Copy every line of the records below where the word "dest" occurs.

RECORDS PROVIDED
━━━━━━━━━━
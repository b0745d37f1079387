//! Document sources
//!
//! Hard re-indexing clones the repository into an ephemeral workspace and
//! walks the documentation directory on disk. Soft re-indexing reads back
//! the content stored by a previous run.

use anyhow::{bail, Context};
use async_trait::async_trait;
use docflow_common::db::models::FileRecord;
use docflow_common::queue::RepoSource;
use docflow_common::storage::{decode_utf8_lossy, ContentStore};
use std::io::Read;
use std::path::{Path, PathBuf};
use tokio::process::Command;
use tracing::{info, warn};
use walkdir::WalkDir;

use crate::errors::IngestionError;

/// A documentation file read from disk
#[derive(Debug, Clone, PartialEq, Eq)]
pub struct DiskDocument {
    /// Path relative to the documentation root, `/`-separated
    pub path: String,
    pub content: String,
}

/// Version-control fetch
#[async_trait]
pub trait SourceFetcher: Send + Sync {
    /// Clone `source` under `dest` and return the checkout path
    async fn fetch(
        &self,
        source: &RepoSource,
        docs_directory: &str,
        dest: &Path,
    ) -> Result<PathBuf, IngestionError>;

    /// Revision identifier of a checkout
    async fn current_revision(&self, checkout: &Path) -> Result<String, IngestionError>;
}

/// Fetches over HTTPS with the `git` CLI: shallow, single-branch and sparse
#[derive(Debug, Clone)]
pub struct GitFetcher {
    host: String,
}

impl GitFetcher {
    pub fn new(host: impl Into<String>) -> Self {
        Self { host: host.into() }
    }

    fn clone_url(&self, source: &RepoSource) -> String {
        match &source.access_token {
            Some(token) => format!("https://{}@{}/{}.git", token, self.host, source.full_name),
            None => format!("https://{}/{}.git", self.host, source.full_name),
        }
    }
}

/// Replace a credential in git output before it reaches logs or errors
fn redact(text: &str, source: &RepoSource) -> String {
    match &source.access_token {
        Some(token) if !token.is_empty() => text.replace(token.as_str(), "***"),
        _ => text.to_string(),
    }
}

async fn run_git(args: &[&str], cwd: Option<&Path>) -> anyhow::Result<String> {
    let mut cmd = Command::new("git");
    cmd.args(args).env("GIT_TERMINAL_PROMPT", "0");
    if let Some(dir) = cwd {
        cmd.current_dir(dir);
    }

    let output = cmd
        .output()
        .await
        .with_context(|| format!("Failed to execute 'git {}'. Is git installed?", args[0]))?;

    if !output.status.success() {
        let stderr = String::from_utf8_lossy(&output.stderr);
        bail!("git {} failed: {}", args[0], stderr.trim());
    }

    Ok(String::from_utf8_lossy(&output.stdout).trim().to_string())
}

#[async_trait]
impl SourceFetcher for GitFetcher {
    async fn fetch(
        &self,
        source: &RepoSource,
        docs_directory: &str,
        dest: &Path,
    ) -> Result<PathBuf, IngestionError> {
        let checkout = dest.join("repo");
        let url = self.clone_url(source);
        let checkout_str = checkout.to_string_lossy().to_string();

        info!(repo = %source.full_name, branch = %source.branch, "Cloning repository");

        let result = async {
            run_git(
                &[
                    "clone",
                    "--depth",
                    "1",
                    "--branch",
                    &source.branch,
                    "--single-branch",
                    "--filter=blob:none",
                    "--sparse",
                    &url,
                    &checkout_str,
                ],
                None,
            )
            .await?;

            let docs = docs_directory.trim_matches('/');
            if !docs.is_empty() {
                run_git(&["sparse-checkout", "set", docs], Some(&checkout)).await?;
            }
            anyhow::Ok(())
        }
        .await;

        result.map_err(|e| IngestionError::Clone {
            repo: source.full_name.clone(),
            message: redact(&format!("{:#}", e), source),
        })?;

        info!(path = %checkout.display(), "Repository cloned");
        Ok(checkout)
    }

    async fn current_revision(&self, checkout: &Path) -> Result<String, IngestionError> {
        run_git(&["rev-parse", "HEAD"], Some(checkout))
            .await
            .map_err(|e| IngestionError::Clone {
                repo: checkout.display().to_string(),
                message: format!("{:#}", e),
            })
    }
}

fn has_allowed_extension(path: &Path, allowed: &[String]) -> bool {
    let Some(ext) = path.extension().and_then(|e| e.to_str()) else {
        return false;
    };
    let ext = ext.to_ascii_lowercase();
    allowed
        .iter()
        .any(|a| a.trim_start_matches('.').eq_ignore_ascii_case(&ext))
}

/// Whether the first `sniff_bytes` of a file contain a null byte
fn is_binary(path: &Path, sniff_bytes: usize) -> bool {
    let Ok(file) = std::fs::File::open(path) else {
        return true;
    };
    let mut head = Vec::with_capacity(sniff_bytes);
    match file.take(sniff_bytes as u64).read_to_end(&mut head) {
        Ok(_) => head.contains(&0),
        Err(_) => true,
    }
}

/// Walk `docs_root` and read every documentation file.
///
/// Files outside the extension allow-list, binary files and files that are
/// not valid UTF-8 are skipped. A missing root yields no documents.
pub fn collect_documents(
    docs_root: &Path,
    allowed_extensions: &[String],
    sniff_bytes: usize,
) -> Result<Vec<DiskDocument>, IngestionError> {
    if !docs_root.exists() {
        warn!(path = %docs_root.display(), "Documentation directory does not exist");
        return Ok(Vec::new());
    }

    let mut documents = Vec::new();

    for entry in WalkDir::new(docs_root).follow_links(false) {
        let entry = entry.map_err(|e| IngestionError::Io(e.into()))?;
        if !entry.file_type().is_file() {
            continue;
        }

        let path = entry.path();
        if !has_allowed_extension(path, allowed_extensions) {
            continue;
        }

        let relative = path.strip_prefix(docs_root).unwrap_or(path);
        let relative = relative
            .components()
            .map(|c| c.as_os_str().to_string_lossy())
            .collect::<Vec<_>>()
            .join("/");

        if is_binary(path, sniff_bytes) {
            info!(path = %relative, "Skipping binary file");
            continue;
        }

        match std::fs::read_to_string(path) {
            Ok(content) => documents.push(DiskDocument {
                path: relative,
                content,
            }),
            Err(e) => warn!(path = %relative, error = %e, "Skipping unreadable file"),
        }
    }

    documents.sort_by(|a, b| a.path.cmp(&b.path));
    info!(count = documents.len(), "Collected documentation files");
    Ok(documents)
}

/// Object key of a stored file within `bucket`.
///
/// Older records carry the bucket name as a key prefix.
pub fn key_in_bucket<'a>(storage_key: &'a str, bucket: &str) -> &'a str {
    storage_key
        .strip_prefix(bucket)
        .and_then(|rest| rest.strip_prefix('/'))
        .unwrap_or(storage_key)
}

/// Read back the stored content of previously indexed files.
///
/// Files whose object is missing or unreadable are skipped with a warning.
pub async fn read_stored_documents(
    store: &dyn ContentStore,
    bucket: &str,
    files: &[FileRecord],
) -> Vec<DiskDocument> {
    let mut documents = Vec::with_capacity(files.len());

    for file in files {
        let key = key_in_bucket(&file.storage_key, bucket);
        match store.get(bucket, key).await {
            Ok(Some(bytes)) => documents.push(DiskDocument {
                path: file.path.clone(),
                content: decode_utf8_lossy(&bytes),
            }),
            Ok(None) => warn!(path = %file.path, key, "Stored content missing, skipping file"),
            Err(e) => warn!(path = %file.path, key, error = %e, "Failed to read stored content, skipping file"),
        }
    }

    documents
}

#[cfg(test)]
mod tests {
    use super::*;

    fn allowed() -> Vec<String> {
        vec![".md".to_string(), ".mdx".to_string()]
    }

    #[test]
    fn test_collect_documents_filters() {
        let dir = tempfile::tempdir().unwrap();
        let root = dir.path();
        std::fs::create_dir_all(root.join("guide")).unwrap();
        std::fs::write(root.join("index.md"), "# Home\n").unwrap();
        std::fs::write(root.join("guide/setup.MDX"), "Setup steps\n").unwrap();
        std::fs::write(root.join("logo.png"), [0x89, 0x50, 0x4e, 0x47]).unwrap();
        std::fs::write(root.join("notes.txt"), "not docs").unwrap();
        std::fs::write(root.join("blob.md"), b"abc\0def").unwrap();
        std::fs::write(root.join("latin1.md"), [0x63, 0x61, 0x66, 0xe9]).unwrap();

        let docs = collect_documents(root, &allowed(), 1024).unwrap();
        let paths: Vec<&str> = docs.iter().map(|d| d.path.as_str()).collect();
        assert_eq!(paths, vec!["guide/setup.MDX", "index.md"]);
        assert_eq!(docs[1].content, "# Home\n");
    }

    #[test]
    fn test_missing_root_is_empty() {
        let dir = tempfile::tempdir().unwrap();
        let docs = collect_documents(&dir.path().join("nope"), &allowed(), 1024).unwrap();
        assert!(docs.is_empty());
    }

    #[test]
    fn test_key_in_bucket() {
        assert_eq!(key_in_bucket("docs/abc/index.md", "docs"), "abc/index.md");
        assert_eq!(key_in_bucket("abc/index.md", "docs"), "abc/index.md");
        assert_eq!(key_in_bucket("docsets/x.md", "docs"), "docsets/x.md");
    }

    #[tokio::test]
    async fn test_read_stored_documents_skips_missing() {
        use docflow_common::storage::MemoryContentStore;

        let store = MemoryContentStore::new();
        store.put("docs", "r/a.md", b"alpha".to_vec()).await.unwrap();

        let record = |path: &str, key: &str| FileRecord {
            id: uuid::Uuid::new_v4(),
            repo_id: uuid::Uuid::nil(),
            path: path.to_string(),
            content_hash: String::new(),
            storage_key: key.to_string(),
            has_uncommitted_changes: false,
            created_at: chrono::Utc::now().into(),
            updated_at: chrono::Utc::now().into(),
        };
        let files = vec![record("a.md", "docs/r/a.md"), record("b.md", "r/b.md")];

        let docs = read_stored_documents(&store, "docs", &files).await;
        assert_eq!(docs.len(), 1);
        assert_eq!(docs[0].path, "a.md");
        assert_eq!(docs[0].content, "alpha");
    }

    #[test]
    fn test_clone_url_and_redaction() {
        let fetcher = GitFetcher::new("github.com");
        let source = RepoSource {
            full_name: "acme/docs".to_string(),
            branch: "main".to_string(),
            access_token: Some("s3cret".to_string()),
        };
        let url = fetcher.clone_url(&source);
        assert_eq!(url, "https://s3cret@github.com/acme/docs.git");
        assert_eq!(redact(&format!("fatal: {}", url), &source), "fatal: https://***@github.com/acme/docs.git");

        let public = RepoSource {
            access_token: None,
            ..source
        };
        assert_eq!(fetcher.clone_url(&public), "https://github.com/acme/docs.git");
    }
}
━━━━━━━━━━
OUTPUT
    /// Clone `source` under `dest` and return the checkout path
        dest: &Path,
        dest: &Path,
        let checkout = dest.join("repo");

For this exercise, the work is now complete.